2021-11-02 @ 19:52:45

here.

We use Wireguard at work for our VPN: this allows us to limit who can access our administration interface based on being on our company VPN.

I’ve set up Wireguard on my router so that I don’t need to connect to the VPN on each of my devices, but I also use a split tunnel so that only the IP addresses that are required go through there. I discuss in a previous post how I use VPN Policy Based Routing to ensure that the IP addresses are updated there.

However, I also run a different Wireguard interface allowing me to connect back to my LAN. This sits behind a dynamic IP address (even though it doesn’t change much). In most cases that’s okay - if my IP address happens to have changed, I can just reconnect my VPN, and in reality it’s very unlikely that I’d be actually using the VPN when the IP address changed.

However, I also have a device I’m going to put into the beachhouse, allowing me to manage the network from there. It would be nice not to have to maintain a seperate set of dynamic hostnames, but instead set up Wireguard to keep a connection between those two devices.

After a bunch of mucking around (turns out the OpenWRT UI page is misleading about the purpose of the AllowedIPs field.
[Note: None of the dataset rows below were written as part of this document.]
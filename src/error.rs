/// Errors that may be encountered while building or driving a simulation.
///
/// The argument variants ([`EmptyKind`] and [`DetachedParticipant`]) are
/// reported synchronously at the offending call site and are always
/// recoverable: fix the arguments and retry.
///
/// The [`Dispatch`] variant originates from participant reaction code,
/// providing a wrapper that can pass through
/// [`Scheduler::advance_to_next_event()`] in a type-safe manner. The engine
/// never catches or suppresses a participant-raised failure; it halts the
/// current advance call and hands the error to the driver loop.
///
/// [`EmptyKind`]: Error::EmptyKind
/// [`DetachedParticipant`]: Error::DetachedParticipant
/// [`Dispatch`]: Error::Dispatch
/// [`Scheduler::advance_to_next_event()`]: crate::Scheduler::advance_to_next_event
#[derive(Debug, thiserror::Error)]
pub enum Error {
    /// An event kind must be a non-empty type tag.
    #[error("event kind must be a non-empty string")]
    EmptyKind,

    /// An event was scheduled through a [`Schedule`] that has never been
    /// attached to a [`Scheduler`], or whose owning participant has been
    /// dropped. Register the participant first.
    ///
    /// [`Schedule`]: crate::Schedule
    /// [`Scheduler`]: crate::Scheduler
    #[error("participant is not registered with a scheduler")]
    DetachedParticipant,

    /// A participant's reaction code failed while dispatching an event.
    /// Unpack this value or call [`source()`] to handle the underlying
    /// error directly.
    ///
    /// [`source()`]: std::error::Error::source
    #[error("error while dispatching event: {0}")]
    Dispatch(Box<dyn std::error::Error + Send + Sync + 'static>),
}

impl Error {
    /// Wrap an application-level failure so a reaction can return it from
    /// [`SimObject::on_event()`].
    ///
    /// [`SimObject::on_event()`]: crate::SimObject::on_event
    pub fn dispatch<E>(source: E) -> Self
    where
        E: std::error::Error + Send + Sync + 'static,
    {
        Error::Dispatch(Box::new(source))
    }
}

/// [`std::result::Result`] specialized to [`enum@Error`], defaulting the
/// success type to `()` to keep reaction-hook signatures short.
pub type Result<T = ()> = std::result::Result<T, Error>;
Pro tip: don’t have overlapping network ranges in the “server” configuration, else only one of them will work at a time), I finally got this working, and my old Raspberry Pi (which is still at my house) is all ready to go for a long holiday at the beach.
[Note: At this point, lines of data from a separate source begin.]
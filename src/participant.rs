use crate::events::ScheduledEvent;
use crate::scheduler::Scheduler;
use crate::{Error, SimTime};

use std::cell::RefCell;
use std::collections::BTreeSet;
use std::rc::{Rc, Weak};

/// Shared handle to a registered participant.
///
/// The application and the [`Scheduler`] share ownership of participants
/// through [`Rc`]; events refer back to their owner only through [`Weak`],
/// so dropping every application handle and removing the participant from
/// the scheduler is enough to destroy it along with its pending events.
pub type SimHandle = Rc<RefCell<dyn SimObject>>;

/// A participant's private collection of pending events.
///
/// Every simulated entity owns exactly one `Schedule`. It keeps the
/// participant's future events sorted by the scheduling order (time
/// ascending, creation order breaking ties) and knows which participant it
/// belongs to once that participant has been registered with a
/// [`Scheduler`] - scheduling before registration is rejected, since a new
/// event must reference its live owner.
#[derive(Debug, Default)]
pub struct Schedule {
    owner: Option<Weak<RefCell<dyn SimObject>>>,
    pending: BTreeSet<ScheduledEvent>,
}

impl Schedule {
    /// An empty, unattached schedule.
    pub fn new() -> Self {
        Schedule {
            owner: None,
            pending: BTreeSet::new(),
        }
    }

    /// Record which participant this schedule belongs to. Called by
    /// [`Scheduler::add_participant`] so that freshly scheduled events can
    /// carry the owner back-reference.
    pub(crate) fn attach(&mut self, owner: Weak<RefCell<dyn SimObject>>) {
        self.owner = Some(owner);
    }

    /// Construct a new event owned by this schedule's participant and add
    /// it to the pending collection, returning the event so the caller can
    /// hold onto it for later cancellation.
    ///
    /// Scheduling at or before the scheduler's current time is permitted:
    /// such an event fires on the very next advance without moving
    /// simulation time forward. Beware of reactions that unconditionally
    /// reschedule at the current time - that loop never lets the clock move
    /// again, and the engine does not detect it.
    ///
    /// # Errors
    ///
    /// [`Error::EmptyKind`] if `kind` is the empty string;
    /// [`Error::DetachedParticipant`] if this schedule has never been
    /// registered with a scheduler or its participant has been dropped.
    pub fn schedule_event(&mut self, time: SimTime, kind: &'static str) -> crate::Result<ScheduledEvent> {
        let owner = self.owner.clone().ok_or(Error::DetachedParticipant)?;
        let event = ScheduledEvent::new(time, kind, owner)?;
        self.pending.insert(event.clone());
        Ok(event)
    }

    /// Remove one event from the pending collection. Removing an event that
    /// is not pending - because it already fired, was already unscheduled,
    /// or is the empty event - is a no-op.
    pub fn unschedule(&mut self, event: &ScheduledEvent) {
        self.pending.remove(event);
    }

    /// Remove every pending event.
    pub fn unschedule_all(&mut self) {
        self.pending.clear();
    }

    /// Remove every pending event of the given kind.
    ///
    /// # Errors
    ///
    /// [`Error::EmptyKind`] if `kind` is the empty string.
    pub fn unschedule_kind(&mut self, kind: &str) -> crate::Result {
        if kind.is_empty() {
            return Err(Error::EmptyKind);
        }
        self.pending.retain(|event| event.kind() != kind);
        Ok(())
    }

    /// Remove every pending event scheduled strictly after `latest_to_keep`.
    pub fn unschedule_after(&mut self, latest_to_keep: SimTime) {
        self.pending.retain(|event| event.time() <= latest_to_keep);
    }

    /// Remove every pending event of the given kind scheduled strictly
    /// after `latest_to_keep`.
    ///
    /// # Errors
    ///
    /// [`Error::EmptyKind`] if `kind` is the empty string.
    pub fn unschedule_kind_after(&mut self, kind: &str, latest_to_keep: SimTime) -> crate::Result {
        if kind.is_empty() {
            return Err(Error::EmptyKind);
        }
        self.pending
            .retain(|event| event.kind() != kind || event.time() <= latest_to_keep);
        Ok(())
    }

    /// The earliest pending event, or the empty event if none are pending.
    pub fn next_event(&self) -> ScheduledEvent {
        self.pending
            .iter()
            .next()
            .cloned()
            .unwrap_or_else(ScheduledEvent::empty)
    }

    /// The number of pending events.
    pub fn len(&self) -> usize {
        self.pending.len()
    }

    /// Whether no events are pending.
    pub fn is_empty(&self) -> bool {
        self.pending.is_empty()
    }
}

/// The contract every simulated entity implements to participate in a
/// simulation.
///
/// A participant owns a [`Schedule`] of its own future events and reacts to
/// two notifications from the [`Scheduler`]: the passage of simulation time
/// ([`advance`]) and the firing of one of its own events ([`on_event`]).
/// The scheduler only ever holds participants behind this trait; concrete
/// entity types belong entirely to the application.
///
/// [`advance`]: SimObject::advance
/// [`on_event`]: SimObject::on_event
pub trait SimObject {
    /// Shared access to this participant's pending events. The scheduler
    /// polls `schedule().next_event()` when selecting the globally next
    /// event.
    fn schedule(&self) -> &Schedule;

    /// Exclusive access to this participant's pending events, for
    /// scheduling and cancellation.
    fn schedule_mut(&mut self) -> &mut Schedule;

    /// Notification that simulation time is about to move forward by
    /// `delta_secs` seconds (always positive). Called on every registered
    /// participant before each dispatch that moves the clock, including
    /// participants with nothing pending, so continuous-time state such as
    /// positions or accumulated quantities can be integrated.
    ///
    /// The order in which participants receive this notification within one
    /// advance step is explicitly unspecified; implementations must not
    /// rely on observing a peer's advance before or after their own. This
    /// hook must not dispatch events.
    fn advance(&mut self, delta_secs: f64);

    /// Reaction logic for one of this participant's events. Invoked by
    /// [`dispatch`] after the event has been removed from the pending
    /// collection. The reaction may schedule new events (on itself through
    /// [`schedule_mut`], or on peers it holds handles to), cancel pending
    /// events, and register or remove participants on the scheduler; a new
    /// event created here becomes eligible for selection on the *next*
    /// advance call, never the current one.
    ///
    /// # Errors
    ///
    /// Any error returned here propagates unchanged out of
    /// [`Scheduler::advance_to_next_event`], halting that call. Wrap
    /// application errors with [`Error::dispatch`].
    ///
    /// [`dispatch`]: SimObject::dispatch
    /// [`schedule_mut`]: SimObject::schedule_mut
    /// [`Scheduler::advance_to_next_event`]: crate::Scheduler::advance_to_next_event
    fn on_event(&mut self, event: &ScheduledEvent, scheduler: &mut Scheduler) -> crate::Result;

    /// Perform a fired event: unconditionally remove it from the pending
    /// collection (a no-op if it is not there), then run the reaction
    /// logic. Called by the scheduler; implementations should not override
    /// this.
    fn dispatch(&mut self, event: &ScheduledEvent, scheduler: &mut Scheduler) -> crate::Result {
        self.schedule_mut().unschedule(event);
        self.on_event(event, scheduler)
    }
}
But, I’m still worried about losing the VPN when my IP address changes. There’s not always someone at the beachhouse, although there could be tenants at the other beachhouse (which shares the network, although it’s all segmented using VLANs). So, I may need to do stuff at any time.
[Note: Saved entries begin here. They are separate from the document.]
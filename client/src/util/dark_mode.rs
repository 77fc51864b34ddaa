//! Color-scheme handoff between the server render and the hydrated app.
//!
//! The server resolves the request's preference and writes it onto `<html>`
//! as `data-mantine-color-scheme` (plus its source). On hydration the browser
//! reads those attributes back instead of re-deriving the value, so the first
//! interactive frame matches the first painted frame.
//!
//! TRADE-OFFS
//! ==========
//! Attribute writes are browser-only; SSR paths no-op to keep server
//! rendering deterministic.

#[cfg(test)]
#[path = "dark_mode_test.rs"]
mod dark_mode_test;

use crate::state::color_scheme::{ColorScheme, Preference, PreferenceSource};

/// Attribute on `<html>` carrying the active scheme.
pub const SCHEME_ATTRIBUTE: &str = "data-mantine-color-scheme";

/// Attribute on `<html>` carrying where the server got the scheme from.
pub const SOURCE_ATTRIBUTE: &str = "data-color-scheme-source";

/// Rebuild a preference from rendered attribute values.
///
/// A missing or unknown scheme falls back to the default preference.
pub fn preference_from_attributes(scheme: Option<&str>, source: Option<&str>) -> Preference {
    match scheme.and_then(|s| s.parse::<ColorScheme>().ok()) {
        Some(value) => Preference {
            value,
            source: source
                .and_then(PreferenceSource::parse)
                .unwrap_or(PreferenceSource::CookiePresent),
        },
        None => Preference::default(),
    }
}

/// Preference the app starts from in the current environment.
///
/// Server: resolved from the request cookies. Browser: adopted from the
/// server-rendered attributes. Elsewhere: the default.
pub fn initial_preference() -> Preference {
    #[cfg(feature = "hydrate")]
    {
        let root = web_sys::window()
            .and_then(|w| w.document())
            .and_then(|d| d.document_element());
        let Some(root) = root else {
            return Preference::default();
        };
        preference_from_attributes(
            root.get_attribute(SCHEME_ATTRIBUTE).as_deref(),
            root.get_attribute(SOURCE_ATTRIBUTE).as_deref(),
        )
    }
    #[cfg(all(feature = "ssr", not(feature = "hydrate")))]
    {
        use leptos::prelude::use_context;

        use crate::state::color_scheme::resolve;
        use crate::util::cookies::RequestCookies;

        use_context::<http::request::Parts>()
            .map(|parts| resolve(&RequestCookies::from_headers(&parts.headers)))
            .unwrap_or_default()
    }
    #[cfg(not(any(feature = "ssr", feature = "hydrate")))]
    {
        Preference::default()
    }
}

/// Set the scheme attribute on the `<html>` element.
pub fn apply(scheme: ColorScheme) {
    #[cfg(feature = "hydrate")]
    {
        if let Some(doc) = web_sys::window().and_then(|w| w.document()) {
            if let Some(el) = doc.document_element() {
                let _ = el.set_attribute(SCHEME_ATTRIBUTE, scheme.as_str());
            }
        }
    }
    #[cfg(not(feature = "hydrate"))]
    {
        let _ = scheme;
    }
}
There are a couple of tools out there that refresh the connection on a Wireguard peer, but I thought I’d have a go at writing my own script.

#! /bin/bash

update_endpoint() {
  local IFACE=$1
  local ENDPOINT=$(cat /etc/wireguard/${IFACE}.conf | grep '^Endpoint' | cut -d '=' -f 2)
  # No need to refresh if ne endpoint.
  [ -z ${ENDPOINT} ] && return 0;
  local HOSTNAME=$(echo ${ENDPOINT} | cut -d : -f 1)
  local PORT=$(echo ${ENDPOINT} | cut -d : -f 2)
  local PUBLIC_KEY="$(wg show ${IFACE} peers)"
  # No need to refresh if no handshake
  [ -z $(wg show ${IFACE} latest-handshakes | grep ${PUBLIC_KEY} | awk '{print $2}') ] && return 0;
  local ADDRESS=$(host -4 ${HOSTNAME} | grep 'has address' | awk '{print $4}')
  # Return if we don't find any matching lines here - that means our IP address matches.
  [ -z "$(wg show ${IFACE} endpoints | grep ${PUBLIC_KEY} | grep ${ADDRESS})" ] || return 0;
  wg set ${IFACE} peer ${PUBLIC_KEY} endpoint "${HOSTNAME}:${PORT}"
}


WG_IFS=$(wg show interfaces)

for WG_IF in $WG_IFS ; do 
  update_endpoint $WG_IF
done

This sweet little number iterates through each wireguard interface, and checks to see if the current IP address matches the hostname’s IP address. If not, it updates the running configuration.